→ Input records:
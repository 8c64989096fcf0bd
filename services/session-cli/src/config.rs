//! Configuration types and loading
//!
//! Config precedence: env vars > config file > defaults.
//! A missing config file is not an error; every field has a default so the
//! CLI works against a local API out of the box.

use serde::Deserialize;
use session_client::ClientConfig;
use std::path::{Path, PathBuf};
use std::time::Duration;

/// Root configuration
#[derive(Debug, Default, Deserialize)]
pub struct Config {
    #[serde(default)]
    pub api: ApiConfig,
    #[serde(default)]
    pub storage: StorageConfig,
}

/// API connection settings
#[derive(Debug, Deserialize)]
pub struct ApiConfig {
    #[serde(default = "default_base_url")]
    pub base_url: String,
    #[serde(default = "default_timeout")]
    pub timeout_secs: u64,
}

/// Where tokens persist between invocations
#[derive(Debug, Deserialize)]
pub struct StorageConfig {
    #[serde(default = "default_token_file")]
    pub token_file: PathBuf,
}

impl Default for ApiConfig {
    fn default() -> Self {
        Self {
            base_url: default_base_url(),
            timeout_secs: default_timeout(),
        }
    }
}

impl Default for StorageConfig {
    fn default() -> Self {
        Self {
            token_file: default_token_file(),
        }
    }
}

fn default_base_url() -> String {
    session_auth::DEFAULT_BASE_URL.to_string()
}

fn default_timeout() -> u64 {
    30
}

fn default_token_file() -> PathBuf {
    PathBuf::from("session-tokens.json")
}

impl Config {
    /// Load configuration from a TOML file, then overlay environment variables.
    ///
    /// `SESSION_API_BASE_URL` replaces `api.base_url` when set.
    pub fn load(path: &Path) -> common::Result<Self> {
        let mut config: Config = if path.exists() {
            let contents = std::fs::read_to_string(path)?;
            toml::from_str(&contents)?
        } else {
            Config::default()
        };

        if let Ok(url) = std::env::var("SESSION_API_BASE_URL") {
            config.api.base_url = url;
        }

        if !config.api.base_url.starts_with("http://")
            && !config.api.base_url.starts_with("https://")
        {
            return Err(common::Error::Config(format!(
                "base_url must start with http:// or https://, got: {}",
                config.api.base_url
            )));
        }

        if config.api.timeout_secs == 0 {
            return Err(common::Error::Config(
                "timeout_secs must be greater than 0".into(),
            ));
        }

        Ok(config)
    }

    /// Resolve config file path from CLI arg or CONFIG_PATH env var.
    pub fn resolve_path(cli_path: Option<&str>) -> PathBuf {
        if let Some(p) = cli_path {
            return PathBuf::from(p);
        }
        if let Ok(p) = std::env::var("CONFIG_PATH") {
            return PathBuf::from(p);
        }
        PathBuf::from("session-cli.toml")
    }

    pub fn client_config(&self) -> ClientConfig {
        ClientConfig {
            base_url: self.api.base_url.clone(),
            timeout: Some(Duration::from_secs(self.api.timeout_secs)),
        }
    }
}
//! Authentication endpoint calls
//!
//! Handles the three token-issuing interactions:
//! 1. Login (email + password)
//! 2. Registration (creates the account, returns tokens and the user)
//! 3. Refresh (refresh token → new access token, optionally a rotated refresh token)
//!
//! Every response body is wrapped in the API envelope
//! `{"version": "v1", "err": ..., "data": ...}`.

use reqwest::StatusCode;
use serde::de::DeserializeOwned;
use serde::{Deserialize, Serialize};
use tracing::debug;

use crate::constants::{LOGIN_PATH, REFRESH_PATH, REGISTER_PATH};
use crate::error::{Error, Result};
use crate::models::{RegisterRequest, UserProfile};

/// Response envelope shared by every API endpoint.
///
/// On error statuses `data` is null and `err` carries the server's detail.
#[derive(Debug, Deserialize, Serialize)]
pub struct Envelope<T> {
    #[serde(default)]
    pub version: Option<String>,
    #[serde(default)]
    pub err: Option<serde_json::Value>,
    pub data: Option<T>,
}

/// Token pair issued by login and registration.
#[derive(Debug, Deserialize, Serialize)]
pub struct TokenResponse {
    pub access_token: String,
    pub refresh_token: String,
    #[serde(default, skip_serializing_if = "Option::is_none")]
    pub user: Option<UserProfile>,
}

/// Response of the refresh endpoint.
///
/// `refresh_token` is only present when the server rotates refresh tokens.
/// The short `access` / `refresh` field names are accepted as well.
#[derive(Debug, Deserialize, Serialize)]
pub struct RefreshResponse {
    #[serde(alias = "access")]
    pub access_token: String,
    #[serde(default, alias = "refresh", skip_serializing_if = "Option::is_none")]
    pub refresh_token: Option<String>,
}

#[derive(Serialize)]
struct LoginBody<'a> {
    email: &'a str,
    password: &'a str,
}

#[derive(Serialize)]
struct RefreshBody<'a> {
    refresh_token: &'a str,
}

/// Join the API base URL and a relative endpoint path.
pub fn endpoint_url(base_url: &str, path: &str) -> String {
    format!(
        "{}/{}",
        base_url.trim_end_matches('/'),
        path.trim_start_matches('/')
    )
}

/// Authenticate with email and password.
///
/// A 4xx response is the server rejecting the supplied credentials and is
/// returned as `Error::Validation` with the envelope's `err` payload intact.
pub async fn login(
    client: &reqwest::Client,
    base_url: &str,
    email: &str,
    password: &str,
) -> Result<TokenResponse> {
    let response = client
        .post(endpoint_url(base_url, LOGIN_PATH))
        .json(&LoginBody { email, password })
        .send()
        .await
        .map_err(|e| Error::Http(format!("login request failed: {e}")))?;

    let status = response.status();
    if !status.is_success() {
        return Err(rejection(status, response, "login").await);
    }

    read_data(response, "login").await
}

/// Create an account and receive its first token pair.
pub async fn register(
    client: &reqwest::Client,
    base_url: &str,
    request: &RegisterRequest,
) -> Result<TokenResponse> {
    let response = client
        .post(endpoint_url(base_url, REGISTER_PATH))
        .json(request)
        .send()
        .await
        .map_err(|e| Error::Http(format!("register request failed: {e}")))?;

    let status = response.status();
    if !status.is_success() {
        return Err(rejection(status, response, "register").await);
    }

    read_data(response, "register").await
}

/// Exchange a refresh token for a new access token.
pub async fn refresh_token(
    client: &reqwest::Client,
    base_url: &str,
    refresh: &str,
) -> Result<RefreshResponse> {
    let response = client
        .post(endpoint_url(base_url, REFRESH_PATH))
        .json(&RefreshBody {
            refresh_token: refresh,
        })
        .send()
        .await
        .map_err(|e| Error::Http(format!("token refresh request failed: {e}")))?;

    let status = response.status();
    if !status.is_success() {
        let body = error_detail(response).await;

        // 401/403 means the refresh token is revoked, expired or blacklisted
        if status == StatusCode::UNAUTHORIZED || status == StatusCode::FORBIDDEN {
            return Err(Error::InvalidCredentials(format!(
                "refresh token rejected ({status}): {body}"
            )));
        }

        return Err(Error::TokenExchange(format!(
            "token refresh returned {status}: {body}"
        )));
    }

    read_data(response, "refresh").await
}

/// Map a non-success login/register response.
async fn rejection(status: StatusCode, response: reqwest::Response, operation: &str) -> Error {
    let detail = error_detail(response).await;
    if status.is_client_error() {
        debug!(operation, status = status.as_u16(), "request rejected by server");
        Error::Validation {
            status: status.as_u16(),
            detail,
        }
    } else {
        Error::TokenExchange(format!("{operation} returned {status}: {detail}"))
    }
}

/// Extract the envelope's `err` payload, falling back to the raw body text.
pub async fn error_detail(response: reqwest::Response) -> serde_json::Value {
    let body = response
        .text()
        .await
        .unwrap_or_else(|_| String::from("<no body>"));
    match serde_json::from_str::<Envelope<serde_json::Value>>(&body) {
        Ok(Envelope { err: Some(err), .. }) => err,
        _ => serde_json::Value::String(body),
    }
}

/// Decode a success response and unwrap the envelope's `data`.
async fn read_data<T: DeserializeOwned>(response: reqwest::Response, operation: &str) -> Result<T> {
    let envelope = response
        .json::<Envelope<T>>()
        .await
        .map_err(|e| Error::TokenExchange(format!("invalid {operation} response: {e}")))?;

    envelope
        .data
        .ok_or_else(|| Error::TokenExchange(format!("{operation} response has no data")))
}

#[cfg(test)]
mod tests {
    use super::*;
    use axum::Json;
    use axum::Router;
    use axum::http::StatusCode as AxumStatus;
    use axum::routing::post;

    async fn spawn_api(app: Router) -> String {
        let listener = tokio::net::TcpListener::bind("127.0.0.1:0").await.unwrap();
        let addr = listener.local_addr().unwrap();
        tokio::spawn(async move {
            axum::serve(listener, app).await.unwrap();
        });
        format!("http://{addr}/api/v1/")
    }

    #[test]
    fn endpoint_url_joins_slashes() {
        assert_eq!(
            endpoint_url("http://api.test/api/v1/", "users/login/"),
            "http://api.test/api/v1/users/login/"
        );
        assert_eq!(
            endpoint_url("http://api.test/api/v1", "/users/login/"),
            "http://api.test/api/v1/users/login/"
        );
    }

    #[test]
    fn refresh_response_accepts_short_names_and_missing_rotation() {
        let json = r#"{"access":"at_new"}"#;
        let refreshed: RefreshResponse = serde_json::from_str(json).unwrap();
        assert_eq!(refreshed.access_token, "at_new");
        assert!(refreshed.refresh_token.is_none());

        let json = r#"{"access_token":"at_new","refresh_token":"rt_new"}"#;
        let refreshed: RefreshResponse = serde_json::from_str(json).unwrap();
        assert_eq!(refreshed.refresh_token.as_deref(), Some("rt_new"));
    }

    #[test]
    fn envelope_with_null_data_deserializes() {
        let json = r#"{"version":"v1","err":{"detail":"nope"},"data":null}"#;
        let envelope: Envelope<TokenResponse> = serde_json::from_str(json).unwrap();
        assert!(envelope.data.is_none());
        assert_eq!(envelope.err.unwrap()["detail"], "nope");
    }

    #[tokio::test]
    async fn login_unwraps_envelope() {
        let app = Router::new().route(
            "/api/v1/users/login/",
            post(|Json(body): Json<serde_json::Value>| async move {
                assert_eq!(body["email"], "ada@example.com");
                assert_eq!(body["password"], "pw");
                Json(serde_json::json!({
                    "version": "v1",
                    "err": null,
                    "data": {"access_token": "at_1", "refresh_token": "rt_1"}
                }))
            }),
        );
        let base = spawn_api(app).await;

        let tokens = login(&reqwest::Client::new(), &base, "ada@example.com", "pw")
            .await
            .unwrap();
        assert_eq!(tokens.access_token, "at_1");
        assert_eq!(tokens.refresh_token, "rt_1");
        assert!(tokens.user.is_none());
    }

    #[tokio::test]
    async fn login_rejection_is_validation_with_server_detail() {
        let app = Router::new().route(
            "/api/v1/users/login/",
            post(|| async {
                (
                    AxumStatus::BAD_REQUEST,
                    Json(serde_json::json!({
                        "version": "v1",
                        "err": {"non_field_errors": ["Invalid credentials"]},
                        "data": null
                    })),
                )
            }),
        );
        let base = spawn_api(app).await;

        let err = login(&reqwest::Client::new(), &base, "ada@example.com", "bad")
            .await
            .unwrap_err();
        match err {
            Error::Validation { status, detail } => {
                assert_eq!(status, 400);
                assert_eq!(detail["non_field_errors"][0], "Invalid credentials");
            }
            other => panic!("expected Validation, got {other:?}"),
        }
    }

    #[tokio::test]
    async fn register_returns_user() {
        let app = Router::new().route(
            "/api/v1/users/register/",
            post(|Json(body): Json<serde_json::Value>| async move {
                assert_eq!(body["password_confirm"], "pw");
                (
                    AxumStatus::CREATED,
                    Json(serde_json::json!({
                        "version": "v1",
                        "err": null,
                        "data": {
                            "access_token": "at_1",
                            "refresh_token": "rt_1",
                            "user": {"id": "u1", "email": "ada@example.com"}
                        }
                    })),
                )
            }),
        );
        let base = spawn_api(app).await;

        let request = RegisterRequest {
            email: "ada@example.com".into(),
            password: "pw".into(),
            password_confirm: "pw".into(),
            first_name: String::new(),
            last_name: String::new(),
        };
        let tokens = register(&reqwest::Client::new(), &base, &request)
            .await
            .unwrap();
        assert_eq!(tokens.user.unwrap().id, "u1");
    }

    #[tokio::test]
    async fn refresh_401_is_invalid_credentials() {
        let app = Router::new().route(
            "/api/v1/users/login/refresh/",
            post(|| async {
                (
                    AxumStatus::UNAUTHORIZED,
                    Json(serde_json::json!({
                        "version": "v1",
                        "err": {"detail": "Token is blacklisted"},
                        "data": null
                    })),
                )
            }),
        );
        let base = spawn_api(app).await;

        let err = refresh_token(&reqwest::Client::new(), &base, "rt_old")
            .await
            .unwrap_err();
        assert!(
            matches!(&err, Error::InvalidCredentials(msg) if msg.contains("blacklisted")),
            "got: {err:?}"
        );
    }

    #[tokio::test]
    async fn refresh_5xx_is_token_exchange() {
        let app = Router::new().route(
            "/api/v1/users/login/refresh/",
            post(|| async { (AxumStatus::BAD_GATEWAY, "upstream down") }),
        );
        let base = spawn_api(app).await;

        let err = refresh_token(&reqwest::Client::new(), &base, "rt_old")
            .await
            .unwrap_err();
        assert!(matches!(err, Error::TokenExchange(_)), "got: {err:?}");
    }

    #[tokio::test]
    async fn unreachable_server_is_network_failure() {
        // Bind then drop to get a port with nothing listening
        let listener = tokio::net::TcpListener::bind("127.0.0.1:0").await.unwrap();
        let addr = listener.local_addr().unwrap();
        drop(listener);

        let err = refresh_token(&reqwest::Client::new(), &format!("http://{addr}/"), "rt")
            .await
            .unwrap_err();
        assert!(err.is_network(), "got: {err:?}");
    }
}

→ Exercise requirements:
Find the lines that mention "UNAUTHORIZED" in the entries and show them.

→ Result of this task:
        if status == StatusCode::UNAUTHORIZED || status == StatusCode::FORBIDDEN {
                    AxumStatus::UNAUTHORIZED,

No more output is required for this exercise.